Speaking to Business News, Ms Dong was confident Western Australia’s strong trading relationship with China would continue after the pandemic eased.
About $81.4 billion of WA goods were exported to China in the 2019 financial year.
“Once the (pandemic) is controlled globally, trade will get back under way,” Ms Dong said.
“We are confident decoupling (of trade) will not happen because we’re highly intertwined.
“It’s not practical or even feasible to think overnight you can change the global supply chain.”
During the crisis so far, the world had not witnessed a major move of supply chains out of China, she said.
But there have been some minor changes, with Japanese manufacturers reportedly temporarily shifting production to South-East Asian alternatives in February.
Ms Dong said she had much more confidence in Australia’s position and the government’s actions in dealing with the crisis than those of other countries.
Responding to criticisms of China’s handling of the pandemic, which originated in Wuhan, she said it was hard to judge when to undertake a shutdown.
“We have been criticised that we should've acted earlier,” Ms Dong said.

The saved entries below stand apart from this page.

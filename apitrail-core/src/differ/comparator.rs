//! Comparator for two element collections of the same package.

use std::collections::HashMap;

use indexmap::IndexMap;

use crate::differ::changes::{ApiChange, ChangeType};
use crate::differ::compat::is_compatible_signature_change;
use crate::differ::identity::{identity, index_by_identity};
use crate::types::{ApiElement, ApiKind};

/// Diff two collections.
///
/// Elements are matched by identity. An unmatched old/new pair sharing full
/// name and kind, unique on both sides, is reported as one `Modified` change
/// instead of a removal plus an addition. The result is ordered by change
/// type, then identity.
pub fn diff(
    old: &[ApiElement],
    new: &[ApiElement],
    from_version: &str,
    to_version: &str,
) -> Vec<ApiChange> {
    let old_index = index_by_identity(old);
    let new_index = index_by_identity(new);

    let mut changes: Vec<(ChangeType, String, ApiChange)> = Vec::new();
    let mut push = |id: String, change: ApiChange| {
        changes.push((change.change_type(), id, change));
    };

    // Identities present on both sides
    for (id, old_el) in &old_index {
        let Some(new_el) = new_index.get(id) else {
            continue;
        };
        if let Some(change) = diff_matched(old_el, new_el, from_version, to_version) {
            push(id.clone(), change);
        }
        if !old_el.is_deprecated() && new_el.is_deprecated() {
            push(id.clone(), deprecated(new_el, from_version, to_version));
        }
    }

    let removed: Vec<(&String, &ApiElement)> = old_index
        .iter()
        .filter(|(id, _)| !new_index.contains_key(*id))
        .map(|(id, el)| (id, *el))
        .collect();
    let added: Vec<(&String, &ApiElement)> = new_index
        .iter()
        .filter(|(id, _)| !old_index.contains_key(*id))
        .map(|(id, el)| (id, *el))
        .collect();

    let old_unmatched = group_by_name_and_kind(&removed);
    let new_unmatched = group_by_name_and_kind(&added);

    let mut reconciled: HashMap<(String, ApiKind), (&ApiElement, &ApiElement)> = HashMap::new();
    for (key, olds) in &old_unmatched {
        if let Some(news) = new_unmatched.get(key) {
            if olds.len() == 1 && news.len() == 1 {
                reconciled.insert(key.clone(), (olds[0], news[0]));
            }
        }
    }

    for (id, el) in removed {
        if !reconciled.contains_key(&(el.full_name(), el.kind())) {
            let description = format!("{} removed", el.kind());
            push(
                id.clone(),
                ApiChange::removed(el.clone(), from_version).with_description(description),
            );
        }
    }
    for (id, el) in added {
        match reconciled.get(&(el.full_name(), el.kind())) {
            Some((old_el, _)) => {
                push(id.clone(), signature_change(old_el, el, from_version, to_version));
                if !old_el.is_deprecated() && el.is_deprecated() {
                    push(id.clone(), deprecated(el, from_version, to_version));
                }
            }
            None => {
                let description = format!("{} added", el.kind());
                push(
                    id.clone(),
                    ApiChange::added(el.clone(), to_version).with_description(description),
                );
            }
        }
    }

    changes.sort_by(|a, b| (a.0, &a.1).cmp(&(b.0, &b.1)));
    changes.into_iter().map(|(_, _, change)| change).collect()
}

/// Unmatched elements grouped by `(full_name, kind)`, in collection order.
fn group_by_name_and_kind<'a>(
    elements: &[(&String, &'a ApiElement)],
) -> IndexMap<(String, ApiKind), Vec<&'a ApiElement>> {
    let mut groups: IndexMap<(String, ApiKind), Vec<&ApiElement>> = IndexMap::new();
    for (_, el) in elements {
        groups.entry((el.full_name(), el.kind())).or_default().push(*el);
    }
    groups
}

/// Compare two elements with the same identity.
///
/// Only signature-less elements can differ here: the signature is part of
/// the identity for everything else.
fn diff_matched(
    old: &ApiElement,
    new: &ApiElement,
    from_version: &str,
    to_version: &str,
) -> Option<ApiChange> {
    if has_signature(old) || has_signature(new) {
        return None;
    }

    let mut details = Vec::new();
    match (old.docstring().is_some(), new.docstring().is_some()) {
        (false, true) => details.push("docstring added"),
        (true, false) => details.push("docstring removed"),
        _ => {}
    }
    if old.type_hints() != new.type_hints() {
        details.push("type hints changed");
    }
    if details.is_empty() {
        return None;
    }

    Some(
        ApiChange::modified(new.clone(), from_version, to_version)
            .with_description(details.join("; ")),
    )
}

fn has_signature(element: &ApiElement) -> bool {
    element.signature().map_or(false, |s| !s.trim().is_empty())
}

/// Modified change for a reconciled pair whose signatures differ.
fn signature_change(
    old: &ApiElement,
    new: &ApiElement,
    from_version: &str,
    to_version: &str,
) -> ApiChange {
    let old_sig = old.signature().map(str::to_string);
    let new_sig = new.signature().map(str::to_string);
    let compatible = match (&old_sig, &new_sig) {
        (Some(o), Some(n)) => is_compatible_signature_change(o, n),
        _ => false,
    };
    ApiChange::modified(new.clone(), from_version, to_version)
        .with_signatures(old_sig, new_sig)
        .with_description("signature changed")
        .with_compatibility(compatible)
}

fn deprecated(element: &ApiElement, from_version: &str, to_version: &str) -> ApiChange {
    ApiChange::deprecated(element.clone(), from_version, to_version)
        .with_description("marked deprecated")
}

/// Identity of the element a change is about.
pub fn change_identity(change: &ApiChange) -> String {
    identity(change.element())
}

#[cfg(test)]
mod tests {
    use super::*;
    use crate::types::ElementDetail;

    fn make_function(name: &str, signature: &str) -> ApiElement {
        ApiElement::new(name, ApiKind::Function, "pkg").with_signature(signature)
    }

    fn make_class(name: &str) -> ApiElement {
        ApiElement::new(name, ApiKind::Class, "pkg").with_detail(ElementDetail::Class {
            bases: Vec::new(),
        })
    }

    #[test]
    fn test_removed() {
        let old = vec![make_function("f", "(x) -> None")];
        let changes = diff(&old, &[], "v1", "v2");

        assert_eq!(changes.len(), 1);
        assert_eq!(changes[0].change_type(), ChangeType::Removed);
        assert_eq!(changes[0].from_version(), Some("v1"));
        assert_eq!(changes[0].to_version(), None);
        assert!(!changes[0].is_backwards_compatible());
    }

    #[test]
    fn test_added() {
        let new = vec![make_function("f", "(x) -> None")];
        let changes = diff(&[], &new, "v1", "v2");

        assert_eq!(changes.len(), 1);
        assert_eq!(changes[0].change_type(), ChangeType::Added);
        assert_eq!(changes[0].to_version(), Some("v2"));
        assert_eq!(changes[0].from_version(), None);
        assert!(changes[0].is_backwards_compatible());
    }

    #[test]
    fn test_signature_change_is_one_modification() {
        let old = vec![make_function("f", "(x) -> None")];
        let new = vec![make_function("f", "(x, y=1) -> None")];
        let changes = diff(&old, &new, "v1", "v2");

        assert_eq!(changes.len(), 1);
        let change = &changes[0];
        assert_eq!(change.change_type(), ChangeType::Modified);
        assert_eq!(change.old_signature(), Some("(x) -> None"));
        assert_eq!(change.new_signature(), Some("(x, y=1) -> None"));
        assert_eq!(change.description(), Some("signature changed"));
        assert!(change.is_backwards_compatible());
    }

    #[test]
    fn test_breaking_signature_change() {
        let old = vec![make_function("f", "(x, y) -> None")];
        let new = vec![make_function("f", "(x) -> None")];
        let changes = diff(&old, &new, "v1", "v2");

        assert_eq!(changes.len(), 1);
        assert!(!changes[0].is_backwards_compatible());
    }

    #[test]
    fn test_ambiguous_overloads_not_reconciled() {
        let old = vec![
            make_function("f", "(x) -> None"),
            make_function("f", "(x: int) -> None"),
        ];
        let new = vec![make_function("f", "(x: str) -> None")];
        let changes = diff(&old, &new, "v1", "v2");

        let types: Vec<_> = changes.iter().map(|c| c.change_type()).collect();
        assert_eq!(
            types,
            vec![ChangeType::Added, ChangeType::Removed, ChangeType::Removed]
        );
    }

    #[test]
    fn test_newly_deprecated() {
        let old = vec![make_function("f", "(x) -> None")];
        let new = vec![make_function("f", "(x) -> None").mark_deprecated()];
        let changes = diff(&old, &new, "v1", "v2");

        assert_eq!(changes.len(), 1);
        assert_eq!(changes[0].change_type(), ChangeType::Deprecated);
        assert!(changes[0].is_backwards_compatible());
    }

    #[test]
    fn test_deprecated_with_signature_change() {
        let old = vec![make_function("f", "(x) -> None")];
        let new = vec![make_function("f", "(x, y) -> None").mark_deprecated()];
        let changes = diff(&old, &new, "v1", "v2");

        let types: Vec<_> = changes.iter().map(|c| c.change_type()).collect();
        assert_eq!(types, vec![ChangeType::Modified, ChangeType::Deprecated]);
    }

    #[test]
    fn test_added_deprecated_is_only_added() {
        let new = vec![make_function("f", "() -> None").mark_deprecated()];
        let changes = diff(&[], &new, "v1", "v2");
        assert_eq!(changes.len(), 1);
        assert_eq!(changes[0].change_type(), ChangeType::Added);
    }

    #[test]
    fn test_signatureless_docstring_change() {
        let old = vec![make_class("Client")];
        let new = vec![make_class("Client").with_docstring("HTTP client.")];
        let changes = diff(&old, &new, "v1", "v2");

        assert_eq!(changes.len(), 1);
        assert_eq!(changes[0].change_type(), ChangeType::Modified);
        assert_eq!(changes[0].description(), Some("docstring added"));
        assert!(!changes[0].is_backwards_compatible());
    }

    #[test]
    fn test_constant_type_hint_change() {
        let old = vec![ApiElement::new("X", ApiKind::Constant, "pkg")];
        let new = vec![ApiElement::new("X", ApiKind::Constant, "pkg").with_type_hint("type", "int")];
        let changes = diff(&old, &new, "v1", "v2");

        assert_eq!(changes.len(), 1);
        assert_eq!(changes[0].description(), Some("type hints changed"));
        assert!(!changes[0].is_backwards_compatible());

        let old = vec![ApiElement::new("X", ApiKind::Constant, "pkg").with_type_hint("type", "int")];
        let new = vec![ApiElement::new("X", ApiKind::Constant, "pkg").with_type_hint("type", "str")];
        let changes = diff(&old, &new, "v1", "v2");

        assert_eq!(changes.len(), 1);
        assert_eq!(changes[0].change_type(), ChangeType::Modified);
        assert!(!changes[0].is_backwards_compatible());
    }

    #[test]
    fn test_docstring_change_with_signature_is_ignored() {
        let old = vec![make_function("f", "(x) -> None")];
        let new = vec![make_function("f", "(x) -> None").with_docstring("Docs.")];
        assert!(diff(&old, &new, "v1", "v2").is_empty());
    }

    #[test]
    fn test_self_diff_is_empty() {
        let elements = vec![
            make_function("f", "(x) -> None"),
            make_class("C"),
            make_function("g", "() -> <unknown>").mark_deprecated(),
        ];
        assert!(diff(&elements, &elements, "v1", "v1").is_empty());
    }

    #[test]
    fn test_order_is_type_then_identity() {
        let old = vec![
            make_function("b", "() -> None"),
            make_function("a", "() -> None"),
            make_function("m", "() -> None"),
        ];
        let new = vec![
            make_function("z", "() -> None"),
            make_function("c", "() -> None"),
            make_function("m", "() -> None").mark_deprecated(),
        ];
        let changes = diff(&old, &new, "v1", "v2");
        let summary: Vec<_> = changes
            .iter()
            .map(|c| (c.change_type(), c.element().name().to_string()))
            .collect();
        assert_eq!(
            summary,
            vec![
                (ChangeType::Added, "c".to_string()),
                (ChangeType::Added, "z".to_string()),
                (ChangeType::Removed, "a".to_string()),
                (ChangeType::Removed, "b".to_string()),
                (ChangeType::Deprecated, "m".to_string()),
            ]
        );
        assert_eq!(change_identity(&changes[0]), "pkg.c:() -> None");
    }
}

“We didn’t know this was a totally new virus, we need some time to really do some investigations before we take action.
“But once we knew, the Chinese government has taken immediate and very decisive action, going all out.”
Similarly she said there would be learnings from the initial response.
It has been reported the Wuhan city’s Public Security Bureau investigated eight doctors for spreading rumours about the virus when they raised alarm bells.
“It is a new virus, people didn’t know,” Ms Dong said.
“The central government takes it very seriously; we sent a team to do an investigation concerning the media reports and spread in social media.
“We will learn from this … in the future we will do it even better.
“It is understandable at that stage, because it is really a very serious warning, it needs confirmation and thorough investigation before you come to a conclusion.
“You can’t rely on one individual.”
To that, she observed that China has been criticised for being too authoritarian in the shutdown, even though other countries like Italy were praised for similar strong action.
Ms Dong said only six WA businesses visited the Chinese International Import Expo in 2019, out of 148 Australian companies.
She said small and medium enterprises needed to have better access to Chinese markets, and encouraged them to apply to the 2020 expo.
That would help economic diversification, Ms Dong said.
More than $US70 billion of handshake deals were made at the last expo, with 3,800 businesses participating, according to the Chinese government’s data.
“It has long been the case that WA’s trade with China counts for more than half of the national total,” Ms Dong said.
She said she would be launching a campaign with the chief executives of local industry associations and encouraging the state government to secure a space for WA businesses.
The 2020 expo will be held in November in Shanghai.